Every
morning Bernadette woke with the mournful wail of herring gulls
in her ears and the sun streaming in through chinks in the patterned
curtains. The gulls nested on the top of Castle Rock, a hundred
foot high cube of yellow granite which lay crumbling on the shore.
From the rock the shore swept away to the east
in a great arc. The other side of the bay stretched out to the west in a long
green spit, a pattern of fields divided by hedgerows with the odd cluster of
white cottages. It seemed impossibly distant and inaccessible as if it were merely
painted on the sky.
When the tide was in, a sheet of water covered
the bay. In the mornings it was almost blinding to look at – the silver
blade of each wave reflecting the morning sun. Then Bernadette ran to the beach,
jumping on the big flat pebbles, to stand and mutely watch her older cousins
athletically skimming pieces of slate over the water. On days when a fresh breeze
blew, the wavelets gleamed with foam and dashed themselves recklessly on the
rocks. In the evenings the sea was so calm and the rose tinted sky so serene
that the tiny waves crept forward apologetically, fading with the feeblest whisper
into the sand.
When the tide receded the aspect of the bay was
transformed. A vast expanse of bright sand was laid bare. A broad stream divided
one shore from the other. At low tide it was possible to wade across the channel
and walk out into the middle of the bay. The remains of a wrecked ship were dimly
visible far out across the sands.
The
rising tide had been known to leave witless visitors stranded out
in the bay who would have to be rescued by fishing boat. Mr. Green,
who lived in a ruined, ivy grown house on the shore, had once witnessed
a drowning: a young man who, in panic, tried to wade back across
the channel as the tide rushed in and lost his footing and couldn't
swim.
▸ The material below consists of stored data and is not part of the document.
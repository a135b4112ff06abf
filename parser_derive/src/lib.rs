extern crate proc_macro;
// use parser::FromYaml;
use proc_macro::{Delimiter, TokenStream, TokenTree};

#[proc_macro_derive(YamlStruct, attributes(field))]
pub fn derive_yaml_struct(input: TokenStream) -> TokenStream {
    let tokens: Vec<TokenTree> = input.into_iter().collect();
    let mut struct_name = String::new();
    let mut fields = Vec::new();
    let mut pending_default = None;

    // 1. Identify Struct Name and Fields
    for i in 0..tokens.len() {
        if let TokenTree::Ident(ref ident) = tokens[i]
            && ident.to_string() == "struct"
            && let Some(TokenTree::Ident(name)) = tokens.get(i + 1)
        {
            struct_name = name.to_string();
        }

        if let TokenTree::Group(ref group) = tokens[i]
            && group.delimiter() == Delimiter::Brace
        {
            let inner: Vec<TokenTree> = group.stream().into_iter().collect();
            for j in 0..inner.len() {
                if let TokenTree::Punct(ref p) = inner[j] {
                    if p.as_char() == '#' {
                        if let TokenTree::Group(g) = &inner[j + 1]
                            && g.delimiter() == Delimiter::Bracket
                        {
                            let attr_tokens: Vec<TokenTree> = g.stream().into_iter().collect();
                            if attr_tokens.len() >= 2 {
                                if let TokenTree::Ident(ref attr_ident) = attr_tokens[0]
                                    && attr_ident.to_string() == "field"
                                    && let TokenTree::Group(ref attr_group) = attr_tokens[1]
                                    && attr_group.delimiter() == Delimiter::Parenthesis
                                {
                                    let attr_inner: Vec<TokenTree> =
                                        attr_group.stream().into_iter().collect();
                                    for k in 0..attr_inner.len() {
                                        if let TokenTree::Ident(ref key_ident) = attr_inner[k]
                                            && key_ident.to_string() == "default"
                                            && let TokenTree::Punct(ref eq_punct) =
                                                attr_inner[k + 1]
                                            && eq_punct.as_char() == '='
                                        {
                                            if let TokenTree::Literal(ref lit) = attr_inner[k + 2] {
                                                pending_default = Some(lit.to_string());
                                            }
                                        }
                                    }
                                }
                            }
                        }
                        continue;
                    }
                }

                if let TokenTree::Punct(ref p) = inner[j]
                    && p.as_char() == ':'
                    && j > 0
                    && let TokenTree::Ident(ref field_ident) = inner[j - 1]
                {
                    let field_name = field_ident.to_string();

                    if field_name != "pub" && field_name != "crate" {
                        // Look ahead to see if 'Option' appears before the next comma
                        let mut is_option = false;
                        let mut k = j + 1;
                        while k < inner.len() {
                            let token_str = inner[k].to_string();
                            if token_str == "," {
                                break;
                            } // End of field
                            if token_str == "Option" {
                                is_option = true;
                                break;
                            }
                            k += 1;
                        }

                        fields.push((field_name, is_option, pending_default.take()));
                    }
                }
            }
        }
    }

    // 2. Generate FromYaml impl
    let mut generated = format!(
        "impl parser::FromYaml for {name} {{
            fn from_yaml(value: &parser::YamlValue) -> std::result::Result<Self, parser::YamlError> {{
                if let parser::YamlValue::Map(m) = value {{
                    std::result::Result::Ok(Self {{",
        name = struct_name
    );
    for (field, is_option, default_value) in fields {
        if is_option {
            generated.push_str(&format!(
                "{field}: parser::FromYaml::from_yaml_opt(m.get(\"{field}\"), \"{field}\")?,",
                field = field
            ));
        } else if let Some(def) = default_value {
            let clean_def = def.trim_matches('"');
            generated.push_str(&format!(
                "{field}: match m.get(\"{field}\") {{
                            Some(v) => parser::FromYaml::from_yaml(v)?, 
                            None => {{
                                // Reuse your actual Parser here!
                                let mut p = parser::Parser::new(\"{clean_def}\").map_err(|e| e.to_string())?;
                                let default_yaml = p.parse().map_err(|e| e.to_string())?;
                                parser::FromYaml::from_yaml(&default_yaml)?
                            }}
                        }},",
                field = field,
                clean_def = clean_def
            ));
        } else {
            // Required field logic
            generated.push_str(&format!(
            "{field}: parser::FromYaml::from_yaml(m.get(\"{field}\").ok_or_else(|| std::string::String::from(\"Missing required field: {field}\"))?)?,",
            field = field
        ));
        }
    }

    generated.push_str("}) } else { std::result::Result::Err(parser::YamlError::Generic(::std::string::String::from(\"Expected a Map\"))) } } }");

    generated.parse().expect("Generated code was invalid")
}
//! A small cooperative, single-threaded async runtime purpose-built for
//! this server: one OS thread, one `mio::Poll`, one ready queue. There is
//! no work-stealing and no cross-thread wakeups — every `Waker` produced
//! here only ever fires on the thread that created it.
//!
//! A connection accepted off a listener becomes one spawned task polled
//! independently by the executor. Inside a single request's handling,
//! concurrent pieces (CGI's three pipes, a proxy's two directions) are
//! ordinary nested futures combined with [`join::join3`] and friends —
//! they share their parent task's `Waker`, so spawning a fresh task per
//! sub-step would be wasted bookkeeping.

pub mod executor;
pub mod join;
pub mod process;
pub mod reactor;
pub mod sync;
pub mod timer;

pub use executor::{block_on, spawn};
pub use reactor::{Direction, Reactor, ReactorError};
pub use sync::{AsyncCondvar, AsyncMutex};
Bernadette often conjured up the image of this man: carried
on the men's shoulders as if on a bier; the sea water streaming
off him and his bright blue eyes filming over like the eyes of
a fish; staring at the sky but not seeing the people clustered
round or the wheeling shapes of the gulls; the slack mouth noiselessly
gasping and water gleaming on his sodden features.
Her cousins had long planned a walk to the wreck.
She had listened to them discussing it, knowing that they would never ask her
to go with them. And she had stood apart and smiled privately, as though she
too had a secret. But her secret lacked the sweetness of complicity.
It was the deep purple shadowing beneath her eyes
which disconcerted them, a famished look which accused their plump bellies and
made them squirm inwardly. Why was she so thin?, they wondered, was
it that she didn't eat?
One morning they appeared on the sands with full
knapsacks and an air of determination about them. Bernadette sensed that they
were setting off on the long planned walk. She followed cautiously at a distance.
The cousins had crossed the channel and walked
some way out onto the sands, when, looking back they observed a small figure
in a flapping dress tramping doggedly towards them.
"Oh,
no! what's she doing here?”
They waited, arms folded tightly across their
chests until they could see her pale face.
“Go back home!”
“Can't make me,” came the stubborn
reply.
“Look, you can't come with us, it’s
too far. Go home!”
“No.”
“Just bloody clear off, we don't want you!” snapped
the taller one.
They turned their backs on her and continued.
She followed, slowly but with more determination.
It was a different world out there. Far from the
familiar noise and shelter of the shoreline. The endless sand had been moulded
by the tides into intricate ribbed patterns. Sometimes it was hard packed like
concrete and the ridges of the sand hurt her bare feet. Other patches were soft
and wet like quicksand, her footprints left a silvery trace as they sank in and
filled with water.
The sand was strewn with curious forsaken objects.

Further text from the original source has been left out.